Bring together a fluorine atom at the second position, a methyl group at the fourth, and a bromine at the fifth on the pyridine ring, and you get more than a checklist of substitutions. In practice, the electronegative pull of fluorine messes with electron distribution across the molecule, shifting reactivity and offering synthetic chemists a lever when fine-tuning reaction pathways. The bromine atom adds versatility during cross-coupling reactions, such as Suzuki or Buchwald–Hartwig reactions, and the methyl group at the fourth spot changes solubility, stacking, and electronic effects in a way that opens up new reaction possibilities. For research chemists, finding intermediates that don’t require compromises in performance is rare, especially in early discovery and lead optimization.

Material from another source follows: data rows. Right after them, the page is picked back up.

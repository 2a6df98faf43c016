//! `watch`: discovery + per-device polling until Ctrl-C.

use std::collections::HashSet;
use std::sync::Arc;
use std::time::Duration;

use chrono::Local;
use owo_colors::OwoColorize;
use serde_json::json;
use tokio::task::JoinSet;
use tokio::time::Interval;
use tracing::{info, warn};

use hthome_core::{
    AccessoryId, AccessoryInfo, AccessoryRegistry, CoreError, DeviceRecord, ErrorSink, Platform,
};

use crate::cli::{GlobalOpts, OutputFormat, WatchArgs};
use crate::error::CliError;
use crate::output;

// ── Host seams ──────────────────────────────────────────────────────

struct ConsoleRegistry {
    color: bool,
    quiet: bool,
}

impl ConsoleRegistry {
    fn announce(&self, marker: &str, verb: &str, accessory: &AccessoryInfo) {
        if self.quiet {
            return;
        }
        let name = accessory.display_name();
        if self.color {
            eprintln!("{} {verb} {} ({})", marker.cyan(), name.bold(), accessory.serial_number());
        } else {
            eprintln!("{marker} {verb} {name} ({})", accessory.serial_number());
        }
    }
}

impl AccessoryRegistry for ConsoleRegistry {
    fn register(&self, accessory: &AccessoryInfo) {
        self.announce("+", "found", accessory);
    }

    fn restore(&self, accessory: &AccessoryInfo) {
        self.announce("=", "still present", accessory);
    }

    fn unregister(&self, accessory: &AccessoryInfo) {
        self.announce("-", "gone", accessory);
    }
}

struct ConsoleSink {
    color: bool,
}

impl ErrorSink for ConsoleSink {
    fn report(&self, device: &DeviceRecord, error: &CoreError) {
        warn!(device = %device.id, "{error}");
        if self.color {
            eprintln!("{} {}: {error}", "✗".red(), device.display_name);
        } else {
            eprintln!("✗ {}: {error}", device.display_name);
        }
    }
}

// ── Handler ─────────────────────────────────────────────────────────

pub async fn handle(args: WatchArgs, global: &GlobalOpts) -> Result<(), CliError> {
    let color = output::should_color(global.color);
    let platform = super::platform(
        global,
        Arc::new(ConsoleRegistry {
            color,
            quiet: global.quiet,
        }),
        Arc::new(ConsoleSink { color }),
    );

    let mut watchers = JoinSet::new();
    let mut watched = HashSet::new();

    // The first discovery must succeed; later ones only log.
    discover_and_watch(&platform, &mut watchers, &mut watched, global, color).await?;

    let mut rediscover = (args.rediscover > 0).then(|| {
        tokio::time::interval(Duration::from_secs(args.rediscover))
    });
    if let Some(ref mut interval) = rediscover {
        interval.tick().await; // consume the immediate first tick
    }

    loop {
        tokio::select! {
            biased;
            _ = tokio::signal::ctrl_c() => break,
            () = next_tick(rediscover.as_mut()) => {
                if let Err(e) =
                    discover_and_watch(&platform, &mut watchers, &mut watched, global, color).await
                {
                    warn!(error = %e, "rediscovery failed");
                }
            }
        }
    }

    info!("shutting down");
    watchers.abort_all();
    platform.shutdown().await;
    Ok(())
}

async fn next_tick(interval: Option<&mut Interval>) {
    match interval {
        Some(interval) => {
            interval.tick().await;
        }
        None => std::future::pending().await,
    }
}

/// Run one discovery cycle and start a state printer for every light that
/// does not have one yet.
async fn discover_and_watch(
    platform: &Platform,
    watchers: &mut JoinSet<()>,
    watched: &mut HashSet<AccessoryId>,
    global: &GlobalOpts,
    color: bool,
) -> Result<(), CliError> {
    platform.discover_devices().await?;

    let known = platform.known_accessories().await;
    let present: HashSet<AccessoryId> = known.iter().map(|a| a.id).collect();
    watched.retain(|id| present.contains(id));

    for accessory in known {
        if watched.contains(&accessory.id) {
            continue;
        }
        let Ok(light) = platform.light(&accessory.device.id).await else {
            continue;
        };
        watched.insert(accessory.id);

        let mut rx = light.subscribe();
        let format = global.output;
        let quiet = global.quiet;
        watchers.spawn(async move {
            while rx.changed().await.is_ok() {
                let state = rx.borrow_and_update().clone();
                let (Some(power), Some(at)) = (state.current(), state.updated_at) else {
                    continue;
                };
                if quiet {
                    continue;
                }
                let line = match format {
                    OutputFormat::Json | OutputFormat::JsonCompact => json!({
                        "id": accessory.device.id,
                        "name": accessory.display_name(),
                        "power": power,
                        "at": at,
                    })
                    .to_string(),
                    OutputFormat::Table | OutputFormat::Plain => format!(
                        "[{}] {}: {}",
                        at.with_timezone(&Local).format("%H:%M:%S"),
                        accessory.display_name(),
                        output::power_label(power.is_on(), color),
                    ),
                };
                output::print_output(&line, false);
            }
        });
    }

    Ok(())
}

There’s no shortage of halopyridines or methylated pyridines out there. Walk through most synthetic or medicinal labs and you’ll see bottles lined up: 2-bromopyridine, 4-methylpyridine, 3-fluoropyridine, the list goes on. Most follow predictable reaction profiles. 2-Fluoro-4-Methyl-5-Bromopyridine stands out because it combines three key substituents onto a single ring, letting researchers play with regioselectivity and functional group compatibility. Instead of jumping through extra steps to first add a halogen, then a methyl, here you get them all at once in a stable crystalline solid. The convenience goes beyond just saving time. During heterocycle formation, unusual substitution patterns can improve selectivity. The outcome? Cleaner routes to novel scaffolds—something I wish I’d had back when I was wrangling five-step syntheses in graduate school.
Medicinal chemists put compounds like this to work in the hunt for innovative drugs. The way fluorine influences the metabolic stability of drug candidates is no secret. Adding a fluorine atom, especially to a pyridine ring, has a reputation for extending the in vivo half-life of molecules and dialing up potency. The combination of methyl and bromo substituents helps medicinal teams quickly “decorate” lead compounds, letting them map out structure-activity relationships with fewer synthetic dead ends. When time and resources run short—a universal truth in the drug discovery cycle—shortcuts that don’t sacrifice control over the process can tip the scale between a stalled project and a promising clinical candidate.
In materials science, 2-Fluoro-4-Methyl-5-Bromopyridine steps in as a modifiable platform for creating ligands and molecular modifiers. Subtle tweaks to the substituents around the pyridine core can change the light-absorption, stability, or packing of organic electronic materials. Researchers working on OLEDs and organic photovoltaics, for instance, gain extra freedom to design components that balance performance with processability. While research keeps pushing boundaries on new materials, one lesson comes up everywhere: sometimes progress hangs on the availability of robust intermediates like this one.
Having spent time sourcing chemicals for both academic and industrial projects, I’ve seen how batch-to-batch inconsistencies can wreck experimental plans. Impurities may not always show up in the chromatogram, but they have a nasty way of derailing downstream reactions, ruining hours or days of work. Quality control for 2-Fluoro-4-Methyl-5-Bromopyridine—whether by NMR, HPLC, or GC—is especially important, given that modern synthetic methods push the limits of reactivity and functional group tolerance. Any serious supplier should be able to vouch for the purity and offer real documentation, not just a datasheet with one-line assurances. For those of us who have stared at stubborn, irreproducible results, that transparency is at the heart of trust in a product.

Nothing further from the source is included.